Description of the task: Pull every line containing "under" from the data.

Material provided:
• • • • • • •
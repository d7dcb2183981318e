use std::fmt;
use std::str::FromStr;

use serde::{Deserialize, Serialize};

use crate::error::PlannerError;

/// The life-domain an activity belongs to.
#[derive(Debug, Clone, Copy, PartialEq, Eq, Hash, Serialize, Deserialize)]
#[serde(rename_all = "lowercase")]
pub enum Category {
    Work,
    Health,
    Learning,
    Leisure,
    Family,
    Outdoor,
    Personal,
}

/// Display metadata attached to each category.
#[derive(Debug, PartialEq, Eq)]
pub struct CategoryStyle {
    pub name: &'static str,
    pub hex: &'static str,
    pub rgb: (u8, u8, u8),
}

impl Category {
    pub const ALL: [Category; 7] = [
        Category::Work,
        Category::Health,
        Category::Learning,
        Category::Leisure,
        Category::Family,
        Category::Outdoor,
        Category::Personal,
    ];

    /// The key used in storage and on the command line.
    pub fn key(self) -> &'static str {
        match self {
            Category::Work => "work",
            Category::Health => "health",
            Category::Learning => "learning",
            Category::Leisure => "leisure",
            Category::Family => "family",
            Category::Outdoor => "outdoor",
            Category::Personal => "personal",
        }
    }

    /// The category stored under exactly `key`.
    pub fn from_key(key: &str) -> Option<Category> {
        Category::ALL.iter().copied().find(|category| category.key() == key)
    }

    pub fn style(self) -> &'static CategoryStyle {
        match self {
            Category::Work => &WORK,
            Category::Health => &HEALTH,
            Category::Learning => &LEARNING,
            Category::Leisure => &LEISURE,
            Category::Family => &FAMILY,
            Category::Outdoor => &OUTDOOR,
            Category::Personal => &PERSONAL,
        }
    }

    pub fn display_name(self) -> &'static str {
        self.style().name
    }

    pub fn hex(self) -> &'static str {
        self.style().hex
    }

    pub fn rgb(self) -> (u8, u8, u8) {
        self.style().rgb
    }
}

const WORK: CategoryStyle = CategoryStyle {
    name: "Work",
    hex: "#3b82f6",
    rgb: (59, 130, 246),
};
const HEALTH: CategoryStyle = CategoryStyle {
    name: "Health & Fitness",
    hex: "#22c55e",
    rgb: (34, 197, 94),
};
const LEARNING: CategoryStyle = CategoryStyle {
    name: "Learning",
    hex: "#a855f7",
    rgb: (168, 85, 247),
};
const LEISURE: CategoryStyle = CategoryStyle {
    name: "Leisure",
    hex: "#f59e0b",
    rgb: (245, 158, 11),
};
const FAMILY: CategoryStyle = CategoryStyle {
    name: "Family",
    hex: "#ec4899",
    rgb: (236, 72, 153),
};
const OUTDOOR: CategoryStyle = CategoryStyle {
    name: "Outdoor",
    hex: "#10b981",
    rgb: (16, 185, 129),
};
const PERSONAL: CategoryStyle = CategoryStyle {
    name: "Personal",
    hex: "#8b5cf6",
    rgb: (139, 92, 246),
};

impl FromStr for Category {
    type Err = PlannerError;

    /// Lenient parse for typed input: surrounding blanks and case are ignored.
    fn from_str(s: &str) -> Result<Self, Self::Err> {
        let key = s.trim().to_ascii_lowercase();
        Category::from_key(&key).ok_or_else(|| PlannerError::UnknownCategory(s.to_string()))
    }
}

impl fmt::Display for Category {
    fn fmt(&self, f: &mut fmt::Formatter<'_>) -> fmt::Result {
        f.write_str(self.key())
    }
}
• • • • • • •
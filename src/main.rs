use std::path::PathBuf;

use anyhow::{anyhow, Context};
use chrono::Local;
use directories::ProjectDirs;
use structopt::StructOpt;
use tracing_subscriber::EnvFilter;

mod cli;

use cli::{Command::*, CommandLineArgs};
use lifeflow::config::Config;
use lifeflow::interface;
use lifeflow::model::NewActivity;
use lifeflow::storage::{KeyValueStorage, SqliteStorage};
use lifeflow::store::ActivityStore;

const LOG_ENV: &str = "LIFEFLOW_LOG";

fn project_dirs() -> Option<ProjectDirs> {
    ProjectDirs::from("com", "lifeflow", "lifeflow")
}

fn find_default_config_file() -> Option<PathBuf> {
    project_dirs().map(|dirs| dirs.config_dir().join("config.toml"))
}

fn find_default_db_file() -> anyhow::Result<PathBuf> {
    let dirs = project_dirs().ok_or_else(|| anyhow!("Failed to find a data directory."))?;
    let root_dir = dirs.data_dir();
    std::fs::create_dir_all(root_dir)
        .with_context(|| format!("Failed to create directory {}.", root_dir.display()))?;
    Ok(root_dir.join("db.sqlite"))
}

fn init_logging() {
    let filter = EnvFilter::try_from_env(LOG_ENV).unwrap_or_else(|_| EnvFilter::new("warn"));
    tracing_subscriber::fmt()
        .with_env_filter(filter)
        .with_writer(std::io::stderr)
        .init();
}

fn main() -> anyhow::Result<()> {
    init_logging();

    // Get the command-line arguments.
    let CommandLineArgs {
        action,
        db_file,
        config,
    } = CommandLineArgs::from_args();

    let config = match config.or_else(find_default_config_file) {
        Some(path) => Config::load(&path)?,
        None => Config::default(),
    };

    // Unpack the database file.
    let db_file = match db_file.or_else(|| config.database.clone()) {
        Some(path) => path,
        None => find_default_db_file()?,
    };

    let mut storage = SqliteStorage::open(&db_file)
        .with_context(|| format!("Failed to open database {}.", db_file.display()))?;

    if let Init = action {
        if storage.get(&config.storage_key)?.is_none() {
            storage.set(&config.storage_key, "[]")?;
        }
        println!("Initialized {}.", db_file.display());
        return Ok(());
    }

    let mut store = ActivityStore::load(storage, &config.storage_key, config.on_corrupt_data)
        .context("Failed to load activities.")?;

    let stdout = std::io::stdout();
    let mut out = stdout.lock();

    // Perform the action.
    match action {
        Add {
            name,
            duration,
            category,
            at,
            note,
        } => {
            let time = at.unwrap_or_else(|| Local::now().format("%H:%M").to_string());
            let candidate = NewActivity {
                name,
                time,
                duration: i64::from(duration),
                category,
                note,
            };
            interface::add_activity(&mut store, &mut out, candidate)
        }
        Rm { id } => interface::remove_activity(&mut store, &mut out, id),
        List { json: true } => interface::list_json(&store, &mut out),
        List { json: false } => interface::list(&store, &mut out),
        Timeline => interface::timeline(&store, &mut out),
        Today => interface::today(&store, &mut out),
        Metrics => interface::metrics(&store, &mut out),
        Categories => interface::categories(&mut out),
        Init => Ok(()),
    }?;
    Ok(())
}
• • • • • • •
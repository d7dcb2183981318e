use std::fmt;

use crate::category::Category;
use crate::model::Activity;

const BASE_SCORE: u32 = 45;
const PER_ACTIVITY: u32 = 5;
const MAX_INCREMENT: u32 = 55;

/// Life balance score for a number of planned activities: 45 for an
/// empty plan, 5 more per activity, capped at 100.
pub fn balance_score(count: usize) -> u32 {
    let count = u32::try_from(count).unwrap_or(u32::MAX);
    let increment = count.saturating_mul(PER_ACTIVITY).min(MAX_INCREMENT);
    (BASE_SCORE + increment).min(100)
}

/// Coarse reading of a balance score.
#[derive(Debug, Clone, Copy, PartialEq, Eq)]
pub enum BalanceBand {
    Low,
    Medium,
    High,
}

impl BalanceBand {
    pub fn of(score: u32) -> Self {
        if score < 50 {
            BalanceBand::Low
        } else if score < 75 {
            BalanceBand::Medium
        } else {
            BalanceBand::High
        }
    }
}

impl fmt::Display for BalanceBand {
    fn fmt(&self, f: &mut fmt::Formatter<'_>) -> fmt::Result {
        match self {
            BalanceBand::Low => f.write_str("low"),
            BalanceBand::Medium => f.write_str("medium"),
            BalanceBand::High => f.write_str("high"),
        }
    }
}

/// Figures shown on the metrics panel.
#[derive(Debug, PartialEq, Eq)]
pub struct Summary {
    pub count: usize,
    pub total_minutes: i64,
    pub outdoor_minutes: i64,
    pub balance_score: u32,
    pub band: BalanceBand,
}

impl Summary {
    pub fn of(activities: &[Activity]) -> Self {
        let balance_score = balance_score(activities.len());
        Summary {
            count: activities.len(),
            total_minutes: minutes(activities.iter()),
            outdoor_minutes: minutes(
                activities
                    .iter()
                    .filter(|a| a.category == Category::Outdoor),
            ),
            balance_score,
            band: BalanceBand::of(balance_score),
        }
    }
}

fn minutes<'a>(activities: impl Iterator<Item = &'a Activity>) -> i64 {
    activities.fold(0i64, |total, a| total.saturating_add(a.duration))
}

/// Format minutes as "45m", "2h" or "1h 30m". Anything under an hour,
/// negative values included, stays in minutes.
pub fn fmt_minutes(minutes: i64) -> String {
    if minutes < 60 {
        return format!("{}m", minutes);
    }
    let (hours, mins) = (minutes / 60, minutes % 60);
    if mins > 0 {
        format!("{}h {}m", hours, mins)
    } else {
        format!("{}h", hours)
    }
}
• • • • • • •
Exercise solution:
    /// The category stored under exactly `key`.
/// Format minutes as "45m", "2h" or "1h 30m". Anything under an hour,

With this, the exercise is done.